━━━━━ Information shown ━━━━━
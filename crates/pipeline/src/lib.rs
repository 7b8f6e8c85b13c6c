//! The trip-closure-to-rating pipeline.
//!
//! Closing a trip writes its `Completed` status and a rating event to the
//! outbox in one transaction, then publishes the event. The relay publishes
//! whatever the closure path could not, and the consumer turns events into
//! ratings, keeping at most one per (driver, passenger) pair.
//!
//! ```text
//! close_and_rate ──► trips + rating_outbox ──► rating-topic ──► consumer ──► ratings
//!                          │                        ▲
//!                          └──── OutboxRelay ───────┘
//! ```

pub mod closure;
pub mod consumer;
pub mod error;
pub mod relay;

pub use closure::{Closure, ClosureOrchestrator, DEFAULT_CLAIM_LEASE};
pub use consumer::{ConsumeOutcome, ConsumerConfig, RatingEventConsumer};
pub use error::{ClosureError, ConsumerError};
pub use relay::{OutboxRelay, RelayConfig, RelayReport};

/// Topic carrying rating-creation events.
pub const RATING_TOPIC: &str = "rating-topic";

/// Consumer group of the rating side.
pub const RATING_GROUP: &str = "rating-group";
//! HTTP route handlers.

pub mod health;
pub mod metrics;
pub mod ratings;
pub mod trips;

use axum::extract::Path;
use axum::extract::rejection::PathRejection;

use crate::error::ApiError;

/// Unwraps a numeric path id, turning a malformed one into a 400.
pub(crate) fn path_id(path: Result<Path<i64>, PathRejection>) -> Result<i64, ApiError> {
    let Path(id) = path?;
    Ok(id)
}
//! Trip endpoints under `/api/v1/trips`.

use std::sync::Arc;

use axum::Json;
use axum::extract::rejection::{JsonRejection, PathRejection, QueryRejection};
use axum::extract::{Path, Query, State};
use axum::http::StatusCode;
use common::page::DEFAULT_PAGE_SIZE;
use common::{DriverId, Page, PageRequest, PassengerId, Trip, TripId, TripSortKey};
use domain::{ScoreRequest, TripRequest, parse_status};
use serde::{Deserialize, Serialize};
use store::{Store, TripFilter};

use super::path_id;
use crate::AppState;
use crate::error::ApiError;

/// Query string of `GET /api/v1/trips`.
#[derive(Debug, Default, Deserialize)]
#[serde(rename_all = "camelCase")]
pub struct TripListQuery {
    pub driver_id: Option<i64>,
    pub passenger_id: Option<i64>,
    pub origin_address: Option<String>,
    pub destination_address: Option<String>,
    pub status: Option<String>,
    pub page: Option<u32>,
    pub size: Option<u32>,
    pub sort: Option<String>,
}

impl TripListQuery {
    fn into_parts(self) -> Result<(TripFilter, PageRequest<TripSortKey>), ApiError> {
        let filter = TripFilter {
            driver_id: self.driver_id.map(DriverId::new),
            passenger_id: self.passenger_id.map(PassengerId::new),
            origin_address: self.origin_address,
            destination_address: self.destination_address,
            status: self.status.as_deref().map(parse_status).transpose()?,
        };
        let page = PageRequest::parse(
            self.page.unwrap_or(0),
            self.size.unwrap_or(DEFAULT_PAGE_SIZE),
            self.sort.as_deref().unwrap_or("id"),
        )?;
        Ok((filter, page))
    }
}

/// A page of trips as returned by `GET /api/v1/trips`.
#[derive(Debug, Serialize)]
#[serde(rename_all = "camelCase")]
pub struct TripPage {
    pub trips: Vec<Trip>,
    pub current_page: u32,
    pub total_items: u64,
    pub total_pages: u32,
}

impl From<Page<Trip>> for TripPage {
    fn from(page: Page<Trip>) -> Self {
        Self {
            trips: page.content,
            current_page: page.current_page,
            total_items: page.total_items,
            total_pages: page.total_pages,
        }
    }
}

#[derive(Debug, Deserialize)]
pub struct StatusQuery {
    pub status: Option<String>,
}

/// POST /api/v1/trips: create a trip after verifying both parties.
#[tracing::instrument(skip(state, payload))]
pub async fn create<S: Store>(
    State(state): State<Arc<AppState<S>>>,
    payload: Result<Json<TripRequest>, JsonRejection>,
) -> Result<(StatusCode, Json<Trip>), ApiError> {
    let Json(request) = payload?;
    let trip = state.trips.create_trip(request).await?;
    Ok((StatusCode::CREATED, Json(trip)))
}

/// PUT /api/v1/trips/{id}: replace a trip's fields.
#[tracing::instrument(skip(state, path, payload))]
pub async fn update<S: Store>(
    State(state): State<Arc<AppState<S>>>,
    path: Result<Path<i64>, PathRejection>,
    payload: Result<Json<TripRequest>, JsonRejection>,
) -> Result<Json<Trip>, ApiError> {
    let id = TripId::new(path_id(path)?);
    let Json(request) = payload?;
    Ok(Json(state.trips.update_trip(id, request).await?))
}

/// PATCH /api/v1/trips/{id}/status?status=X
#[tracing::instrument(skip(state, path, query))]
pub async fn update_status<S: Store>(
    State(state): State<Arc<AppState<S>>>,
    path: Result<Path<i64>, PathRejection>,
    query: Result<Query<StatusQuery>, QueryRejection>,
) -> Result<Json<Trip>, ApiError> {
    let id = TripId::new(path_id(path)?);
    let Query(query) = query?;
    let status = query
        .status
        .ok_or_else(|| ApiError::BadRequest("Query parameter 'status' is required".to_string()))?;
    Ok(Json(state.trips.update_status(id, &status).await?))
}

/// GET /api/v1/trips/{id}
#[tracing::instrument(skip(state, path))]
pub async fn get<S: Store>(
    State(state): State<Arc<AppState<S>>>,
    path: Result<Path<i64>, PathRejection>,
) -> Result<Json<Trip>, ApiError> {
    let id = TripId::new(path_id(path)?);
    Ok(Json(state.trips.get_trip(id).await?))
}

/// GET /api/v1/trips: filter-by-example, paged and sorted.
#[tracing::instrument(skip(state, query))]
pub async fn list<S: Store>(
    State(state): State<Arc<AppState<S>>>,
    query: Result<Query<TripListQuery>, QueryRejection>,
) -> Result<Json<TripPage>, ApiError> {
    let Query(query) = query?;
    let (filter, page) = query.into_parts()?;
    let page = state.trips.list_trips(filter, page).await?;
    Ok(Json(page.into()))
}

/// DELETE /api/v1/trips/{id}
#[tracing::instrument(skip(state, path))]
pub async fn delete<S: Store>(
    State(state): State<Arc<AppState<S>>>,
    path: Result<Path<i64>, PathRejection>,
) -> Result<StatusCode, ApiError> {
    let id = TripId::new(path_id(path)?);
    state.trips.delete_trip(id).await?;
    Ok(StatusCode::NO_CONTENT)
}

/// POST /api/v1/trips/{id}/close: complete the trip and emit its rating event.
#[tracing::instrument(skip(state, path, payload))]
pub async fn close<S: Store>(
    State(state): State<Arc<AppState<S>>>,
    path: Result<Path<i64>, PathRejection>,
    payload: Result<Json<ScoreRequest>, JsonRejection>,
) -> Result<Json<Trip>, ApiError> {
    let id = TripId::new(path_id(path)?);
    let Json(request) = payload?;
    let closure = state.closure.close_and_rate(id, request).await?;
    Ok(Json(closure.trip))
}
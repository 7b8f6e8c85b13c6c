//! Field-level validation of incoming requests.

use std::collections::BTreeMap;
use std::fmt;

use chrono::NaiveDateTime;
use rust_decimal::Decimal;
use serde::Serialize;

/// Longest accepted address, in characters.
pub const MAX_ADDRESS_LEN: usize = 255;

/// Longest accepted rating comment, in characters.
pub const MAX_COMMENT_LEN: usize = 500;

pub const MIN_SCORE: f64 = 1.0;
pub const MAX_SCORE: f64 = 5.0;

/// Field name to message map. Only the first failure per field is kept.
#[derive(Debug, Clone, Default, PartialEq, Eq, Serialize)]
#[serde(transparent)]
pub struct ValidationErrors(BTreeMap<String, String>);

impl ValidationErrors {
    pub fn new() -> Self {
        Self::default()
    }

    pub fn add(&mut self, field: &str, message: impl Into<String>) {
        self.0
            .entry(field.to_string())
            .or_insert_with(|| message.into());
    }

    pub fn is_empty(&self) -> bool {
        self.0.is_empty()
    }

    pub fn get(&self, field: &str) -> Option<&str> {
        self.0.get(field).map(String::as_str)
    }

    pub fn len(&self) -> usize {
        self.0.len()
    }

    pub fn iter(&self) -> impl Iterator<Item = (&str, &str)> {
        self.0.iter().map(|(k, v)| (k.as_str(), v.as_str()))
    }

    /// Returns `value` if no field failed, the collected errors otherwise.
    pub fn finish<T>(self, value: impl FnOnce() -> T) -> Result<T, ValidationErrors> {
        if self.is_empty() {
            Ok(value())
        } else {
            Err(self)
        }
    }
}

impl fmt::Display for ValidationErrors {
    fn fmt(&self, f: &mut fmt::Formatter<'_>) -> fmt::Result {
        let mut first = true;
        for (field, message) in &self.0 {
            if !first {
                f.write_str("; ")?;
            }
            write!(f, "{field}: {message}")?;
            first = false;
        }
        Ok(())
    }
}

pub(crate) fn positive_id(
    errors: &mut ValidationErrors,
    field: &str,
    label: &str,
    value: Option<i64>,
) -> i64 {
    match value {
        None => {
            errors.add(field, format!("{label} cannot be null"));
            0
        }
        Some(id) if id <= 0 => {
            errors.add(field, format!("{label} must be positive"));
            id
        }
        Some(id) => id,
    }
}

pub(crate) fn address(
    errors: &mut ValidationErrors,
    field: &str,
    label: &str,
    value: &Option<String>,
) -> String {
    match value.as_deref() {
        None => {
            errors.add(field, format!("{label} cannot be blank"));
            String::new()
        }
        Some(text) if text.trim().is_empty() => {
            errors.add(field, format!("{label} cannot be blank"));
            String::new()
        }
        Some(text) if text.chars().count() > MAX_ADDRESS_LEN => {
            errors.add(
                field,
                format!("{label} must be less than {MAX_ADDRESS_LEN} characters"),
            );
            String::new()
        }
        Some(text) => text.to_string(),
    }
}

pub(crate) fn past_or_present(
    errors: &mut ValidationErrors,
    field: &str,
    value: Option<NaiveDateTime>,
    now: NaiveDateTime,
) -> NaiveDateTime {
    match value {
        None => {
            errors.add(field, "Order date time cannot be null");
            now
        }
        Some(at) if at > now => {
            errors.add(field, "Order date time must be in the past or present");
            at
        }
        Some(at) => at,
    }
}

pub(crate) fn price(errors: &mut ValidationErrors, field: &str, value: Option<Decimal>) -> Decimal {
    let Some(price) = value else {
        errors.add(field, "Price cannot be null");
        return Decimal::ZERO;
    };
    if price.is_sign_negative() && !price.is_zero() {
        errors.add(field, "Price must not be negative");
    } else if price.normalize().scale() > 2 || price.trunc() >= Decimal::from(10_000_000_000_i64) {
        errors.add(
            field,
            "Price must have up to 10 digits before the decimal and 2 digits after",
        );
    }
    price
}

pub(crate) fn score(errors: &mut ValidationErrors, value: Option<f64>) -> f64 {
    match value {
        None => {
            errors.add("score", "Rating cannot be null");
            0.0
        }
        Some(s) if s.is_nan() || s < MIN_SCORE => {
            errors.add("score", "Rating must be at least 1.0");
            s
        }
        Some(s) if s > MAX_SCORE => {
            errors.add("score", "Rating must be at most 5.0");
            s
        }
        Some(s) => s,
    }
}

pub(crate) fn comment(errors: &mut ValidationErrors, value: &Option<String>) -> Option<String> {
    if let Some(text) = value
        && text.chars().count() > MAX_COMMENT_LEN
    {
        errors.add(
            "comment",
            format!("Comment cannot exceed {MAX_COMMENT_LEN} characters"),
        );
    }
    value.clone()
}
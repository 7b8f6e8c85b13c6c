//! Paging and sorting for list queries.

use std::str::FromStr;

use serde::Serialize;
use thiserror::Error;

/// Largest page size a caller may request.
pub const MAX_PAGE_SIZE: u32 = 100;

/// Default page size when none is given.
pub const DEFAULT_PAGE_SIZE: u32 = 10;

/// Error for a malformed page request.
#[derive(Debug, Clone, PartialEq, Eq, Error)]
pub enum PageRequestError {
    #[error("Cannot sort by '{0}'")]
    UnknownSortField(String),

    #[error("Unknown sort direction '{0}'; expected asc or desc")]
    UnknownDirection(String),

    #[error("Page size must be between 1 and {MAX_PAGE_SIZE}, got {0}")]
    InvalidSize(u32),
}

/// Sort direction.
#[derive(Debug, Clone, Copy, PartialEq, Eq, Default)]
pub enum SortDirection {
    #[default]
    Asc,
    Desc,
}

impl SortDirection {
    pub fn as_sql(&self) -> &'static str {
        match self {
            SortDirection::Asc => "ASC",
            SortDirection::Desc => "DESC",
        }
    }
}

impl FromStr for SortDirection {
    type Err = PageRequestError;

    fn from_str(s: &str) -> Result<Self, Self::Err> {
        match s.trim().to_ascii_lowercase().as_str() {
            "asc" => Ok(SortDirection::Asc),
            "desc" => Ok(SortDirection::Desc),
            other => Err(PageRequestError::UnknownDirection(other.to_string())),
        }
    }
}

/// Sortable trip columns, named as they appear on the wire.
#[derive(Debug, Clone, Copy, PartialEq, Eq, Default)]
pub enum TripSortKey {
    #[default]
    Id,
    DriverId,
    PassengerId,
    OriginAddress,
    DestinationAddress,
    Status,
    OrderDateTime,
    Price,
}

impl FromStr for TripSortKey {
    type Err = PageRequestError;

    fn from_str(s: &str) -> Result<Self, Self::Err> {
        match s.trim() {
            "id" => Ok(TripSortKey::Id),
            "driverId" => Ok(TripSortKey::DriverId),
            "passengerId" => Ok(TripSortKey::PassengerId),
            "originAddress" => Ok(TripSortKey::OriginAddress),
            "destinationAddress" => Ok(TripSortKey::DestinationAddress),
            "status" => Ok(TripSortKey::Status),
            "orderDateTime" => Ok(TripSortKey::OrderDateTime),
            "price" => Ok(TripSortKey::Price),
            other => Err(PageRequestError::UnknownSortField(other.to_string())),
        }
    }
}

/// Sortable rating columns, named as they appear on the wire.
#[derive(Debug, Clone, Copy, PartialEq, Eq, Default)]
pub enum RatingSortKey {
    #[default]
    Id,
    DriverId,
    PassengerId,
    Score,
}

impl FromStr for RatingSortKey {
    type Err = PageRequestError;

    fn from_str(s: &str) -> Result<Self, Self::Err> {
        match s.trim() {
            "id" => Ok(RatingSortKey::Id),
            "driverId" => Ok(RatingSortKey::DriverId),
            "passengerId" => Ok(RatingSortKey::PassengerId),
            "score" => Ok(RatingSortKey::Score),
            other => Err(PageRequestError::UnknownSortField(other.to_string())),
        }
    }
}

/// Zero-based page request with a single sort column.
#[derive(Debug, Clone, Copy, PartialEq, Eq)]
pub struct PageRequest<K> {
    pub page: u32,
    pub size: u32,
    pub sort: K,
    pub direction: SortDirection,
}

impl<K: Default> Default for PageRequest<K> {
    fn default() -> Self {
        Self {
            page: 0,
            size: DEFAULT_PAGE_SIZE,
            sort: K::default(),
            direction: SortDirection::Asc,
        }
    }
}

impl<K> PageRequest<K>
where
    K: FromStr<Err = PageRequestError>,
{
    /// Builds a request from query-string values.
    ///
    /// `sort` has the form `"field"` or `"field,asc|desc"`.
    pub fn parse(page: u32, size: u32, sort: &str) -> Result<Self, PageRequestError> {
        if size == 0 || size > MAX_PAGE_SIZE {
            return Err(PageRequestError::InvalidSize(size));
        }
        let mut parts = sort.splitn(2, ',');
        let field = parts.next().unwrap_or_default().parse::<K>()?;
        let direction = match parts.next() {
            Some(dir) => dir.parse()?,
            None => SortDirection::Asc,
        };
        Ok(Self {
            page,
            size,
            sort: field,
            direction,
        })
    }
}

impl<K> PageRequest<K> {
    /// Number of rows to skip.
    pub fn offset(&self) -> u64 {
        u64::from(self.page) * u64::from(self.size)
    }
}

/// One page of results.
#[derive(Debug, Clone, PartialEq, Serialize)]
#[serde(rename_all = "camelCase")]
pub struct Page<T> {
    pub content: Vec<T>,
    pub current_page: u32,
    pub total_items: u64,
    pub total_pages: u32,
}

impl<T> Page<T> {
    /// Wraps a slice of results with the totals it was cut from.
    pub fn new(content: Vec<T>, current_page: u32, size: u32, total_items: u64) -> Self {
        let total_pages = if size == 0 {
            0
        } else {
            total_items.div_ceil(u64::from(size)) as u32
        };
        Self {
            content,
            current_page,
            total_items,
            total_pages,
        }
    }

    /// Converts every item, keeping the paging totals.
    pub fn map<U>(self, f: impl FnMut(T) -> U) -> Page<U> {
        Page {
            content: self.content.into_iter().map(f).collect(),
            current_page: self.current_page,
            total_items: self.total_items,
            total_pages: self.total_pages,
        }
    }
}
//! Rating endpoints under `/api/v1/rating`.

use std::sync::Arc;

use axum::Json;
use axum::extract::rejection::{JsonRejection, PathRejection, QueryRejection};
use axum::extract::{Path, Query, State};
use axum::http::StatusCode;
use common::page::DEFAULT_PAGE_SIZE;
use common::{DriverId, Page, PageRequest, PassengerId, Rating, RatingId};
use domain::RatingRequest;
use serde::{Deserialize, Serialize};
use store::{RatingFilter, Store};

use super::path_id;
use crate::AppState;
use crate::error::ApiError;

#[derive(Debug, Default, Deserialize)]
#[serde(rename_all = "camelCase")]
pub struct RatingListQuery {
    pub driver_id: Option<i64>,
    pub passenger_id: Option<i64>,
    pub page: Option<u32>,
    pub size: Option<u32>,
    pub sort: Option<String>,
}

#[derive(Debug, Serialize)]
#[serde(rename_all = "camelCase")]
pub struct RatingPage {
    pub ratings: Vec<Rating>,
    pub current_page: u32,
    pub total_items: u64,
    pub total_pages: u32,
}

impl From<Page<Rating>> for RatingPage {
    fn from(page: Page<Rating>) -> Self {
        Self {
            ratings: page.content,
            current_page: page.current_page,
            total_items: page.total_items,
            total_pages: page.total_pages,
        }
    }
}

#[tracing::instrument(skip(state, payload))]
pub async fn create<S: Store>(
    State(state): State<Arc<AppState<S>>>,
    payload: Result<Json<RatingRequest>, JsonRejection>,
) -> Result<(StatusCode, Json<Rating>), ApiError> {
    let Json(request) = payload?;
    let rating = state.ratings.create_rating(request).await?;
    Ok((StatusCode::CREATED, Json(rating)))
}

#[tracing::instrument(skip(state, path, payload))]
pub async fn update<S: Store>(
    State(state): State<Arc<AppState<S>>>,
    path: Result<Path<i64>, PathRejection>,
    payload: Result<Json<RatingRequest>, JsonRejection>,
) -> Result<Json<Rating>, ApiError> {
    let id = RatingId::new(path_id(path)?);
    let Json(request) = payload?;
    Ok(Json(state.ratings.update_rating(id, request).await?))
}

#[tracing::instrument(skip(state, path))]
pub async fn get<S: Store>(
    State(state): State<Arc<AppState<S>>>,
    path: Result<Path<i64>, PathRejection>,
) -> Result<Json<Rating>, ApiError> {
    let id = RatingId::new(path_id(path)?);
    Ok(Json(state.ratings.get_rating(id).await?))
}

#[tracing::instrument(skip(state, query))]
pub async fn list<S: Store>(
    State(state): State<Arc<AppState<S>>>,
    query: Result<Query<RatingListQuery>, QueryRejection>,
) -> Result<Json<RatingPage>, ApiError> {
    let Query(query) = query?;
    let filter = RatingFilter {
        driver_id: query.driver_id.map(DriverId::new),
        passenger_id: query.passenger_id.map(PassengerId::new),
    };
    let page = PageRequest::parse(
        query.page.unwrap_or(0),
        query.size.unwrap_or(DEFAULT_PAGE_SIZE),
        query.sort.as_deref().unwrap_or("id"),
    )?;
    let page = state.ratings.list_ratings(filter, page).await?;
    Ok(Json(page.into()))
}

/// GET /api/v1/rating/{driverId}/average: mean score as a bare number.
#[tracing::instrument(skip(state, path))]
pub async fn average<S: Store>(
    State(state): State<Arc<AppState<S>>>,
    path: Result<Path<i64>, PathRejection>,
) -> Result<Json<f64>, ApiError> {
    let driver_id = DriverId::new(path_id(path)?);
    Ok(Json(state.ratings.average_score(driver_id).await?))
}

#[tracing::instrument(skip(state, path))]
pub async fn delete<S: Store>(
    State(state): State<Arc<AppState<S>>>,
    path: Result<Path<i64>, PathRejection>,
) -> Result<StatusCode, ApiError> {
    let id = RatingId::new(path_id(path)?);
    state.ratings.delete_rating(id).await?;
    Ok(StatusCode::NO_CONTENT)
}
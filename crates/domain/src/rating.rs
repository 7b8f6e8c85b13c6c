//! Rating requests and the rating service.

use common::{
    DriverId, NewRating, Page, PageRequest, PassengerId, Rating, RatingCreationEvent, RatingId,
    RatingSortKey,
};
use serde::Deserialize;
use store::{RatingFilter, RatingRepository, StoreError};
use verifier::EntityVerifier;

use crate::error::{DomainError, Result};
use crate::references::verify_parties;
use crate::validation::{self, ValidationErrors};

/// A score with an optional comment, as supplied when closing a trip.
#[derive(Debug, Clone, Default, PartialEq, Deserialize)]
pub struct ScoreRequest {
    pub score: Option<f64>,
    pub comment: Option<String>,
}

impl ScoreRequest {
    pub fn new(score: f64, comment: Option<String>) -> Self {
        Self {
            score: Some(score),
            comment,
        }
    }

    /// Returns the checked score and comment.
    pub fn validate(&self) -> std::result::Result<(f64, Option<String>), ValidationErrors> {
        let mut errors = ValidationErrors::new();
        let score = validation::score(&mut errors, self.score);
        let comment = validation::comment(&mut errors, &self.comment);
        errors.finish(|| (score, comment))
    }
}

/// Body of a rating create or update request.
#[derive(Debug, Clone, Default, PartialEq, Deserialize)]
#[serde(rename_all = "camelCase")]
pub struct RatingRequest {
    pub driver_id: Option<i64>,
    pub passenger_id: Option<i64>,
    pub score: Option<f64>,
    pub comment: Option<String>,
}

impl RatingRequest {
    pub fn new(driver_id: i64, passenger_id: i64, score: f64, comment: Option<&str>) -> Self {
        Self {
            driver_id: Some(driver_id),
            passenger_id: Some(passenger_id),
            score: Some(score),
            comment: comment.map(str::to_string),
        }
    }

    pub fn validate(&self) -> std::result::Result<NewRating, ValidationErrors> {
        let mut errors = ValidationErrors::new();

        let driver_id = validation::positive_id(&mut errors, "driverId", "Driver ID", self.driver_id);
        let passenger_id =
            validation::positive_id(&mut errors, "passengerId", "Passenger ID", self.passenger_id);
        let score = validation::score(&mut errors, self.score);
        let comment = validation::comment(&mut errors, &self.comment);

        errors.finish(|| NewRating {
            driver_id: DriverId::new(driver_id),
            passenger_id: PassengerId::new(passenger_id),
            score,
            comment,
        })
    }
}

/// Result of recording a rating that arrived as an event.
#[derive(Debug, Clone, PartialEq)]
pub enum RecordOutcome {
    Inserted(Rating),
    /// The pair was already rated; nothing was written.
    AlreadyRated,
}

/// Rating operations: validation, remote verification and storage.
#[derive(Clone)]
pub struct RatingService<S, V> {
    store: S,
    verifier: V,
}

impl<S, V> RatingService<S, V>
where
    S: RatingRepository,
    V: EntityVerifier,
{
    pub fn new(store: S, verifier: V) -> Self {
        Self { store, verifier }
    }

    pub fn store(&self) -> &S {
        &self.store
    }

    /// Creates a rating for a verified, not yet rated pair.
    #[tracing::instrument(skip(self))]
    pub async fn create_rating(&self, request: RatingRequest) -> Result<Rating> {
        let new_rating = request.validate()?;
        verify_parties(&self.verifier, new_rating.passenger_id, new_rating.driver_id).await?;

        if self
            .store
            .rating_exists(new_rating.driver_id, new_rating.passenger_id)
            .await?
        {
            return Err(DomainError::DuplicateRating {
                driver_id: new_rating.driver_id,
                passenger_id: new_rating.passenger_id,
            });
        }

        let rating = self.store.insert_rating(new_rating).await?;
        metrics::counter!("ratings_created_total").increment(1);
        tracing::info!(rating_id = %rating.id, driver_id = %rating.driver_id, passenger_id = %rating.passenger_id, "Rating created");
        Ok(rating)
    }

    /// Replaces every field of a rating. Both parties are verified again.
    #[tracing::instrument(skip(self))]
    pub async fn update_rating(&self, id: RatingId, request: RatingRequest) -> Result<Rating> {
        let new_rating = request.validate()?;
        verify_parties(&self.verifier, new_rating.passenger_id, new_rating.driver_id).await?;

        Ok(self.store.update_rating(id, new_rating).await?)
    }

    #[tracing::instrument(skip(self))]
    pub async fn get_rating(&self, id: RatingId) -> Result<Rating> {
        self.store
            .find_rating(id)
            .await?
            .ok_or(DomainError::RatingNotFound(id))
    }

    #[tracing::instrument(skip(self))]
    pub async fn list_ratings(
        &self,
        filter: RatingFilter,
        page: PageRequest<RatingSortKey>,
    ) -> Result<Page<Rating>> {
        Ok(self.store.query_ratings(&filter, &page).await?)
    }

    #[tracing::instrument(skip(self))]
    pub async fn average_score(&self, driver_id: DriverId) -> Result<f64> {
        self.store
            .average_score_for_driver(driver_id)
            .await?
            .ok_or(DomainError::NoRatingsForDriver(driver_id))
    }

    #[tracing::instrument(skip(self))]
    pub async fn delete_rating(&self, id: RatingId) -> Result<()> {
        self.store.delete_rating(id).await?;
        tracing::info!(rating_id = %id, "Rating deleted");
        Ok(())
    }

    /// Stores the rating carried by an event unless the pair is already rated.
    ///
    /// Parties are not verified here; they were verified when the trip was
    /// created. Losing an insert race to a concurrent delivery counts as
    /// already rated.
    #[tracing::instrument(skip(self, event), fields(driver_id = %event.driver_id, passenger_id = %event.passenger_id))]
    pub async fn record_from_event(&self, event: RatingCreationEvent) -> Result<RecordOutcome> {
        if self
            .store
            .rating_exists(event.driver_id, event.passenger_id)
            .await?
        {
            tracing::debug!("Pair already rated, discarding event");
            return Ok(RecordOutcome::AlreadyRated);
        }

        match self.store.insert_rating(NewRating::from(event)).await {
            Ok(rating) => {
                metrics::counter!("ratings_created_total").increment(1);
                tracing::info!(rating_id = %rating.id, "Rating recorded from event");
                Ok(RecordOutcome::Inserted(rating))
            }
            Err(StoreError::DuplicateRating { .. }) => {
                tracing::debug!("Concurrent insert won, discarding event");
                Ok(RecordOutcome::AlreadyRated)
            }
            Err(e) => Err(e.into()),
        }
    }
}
━━━━━
* The task: Beginning with the line that holds "already rated, discarding", copy the entries exactly to their last line, and leave out every earlier line.

* Reply to the task:
            tracing::debug!("Pair already rated, discarding event");
            return Ok(RecordOutcome::AlreadyRated);
        }

        match self.store.insert_rating(NewRating::from(event)).await {
            Ok(rating) => {
                metrics::counter!("ratings_created_total").increment(1);
                tracing::info!(rating_id = %rating.id, "Rating recorded from event");
                Ok(RecordOutcome::Inserted(rating))
            }
            Err(StoreError::DuplicateRating { .. }) => {
                tracing::debug!("Concurrent insert won, discarding event");
                Ok(RecordOutcome::AlreadyRated)
            }
            Err(e) => Err(e.into()),
        }
    }
}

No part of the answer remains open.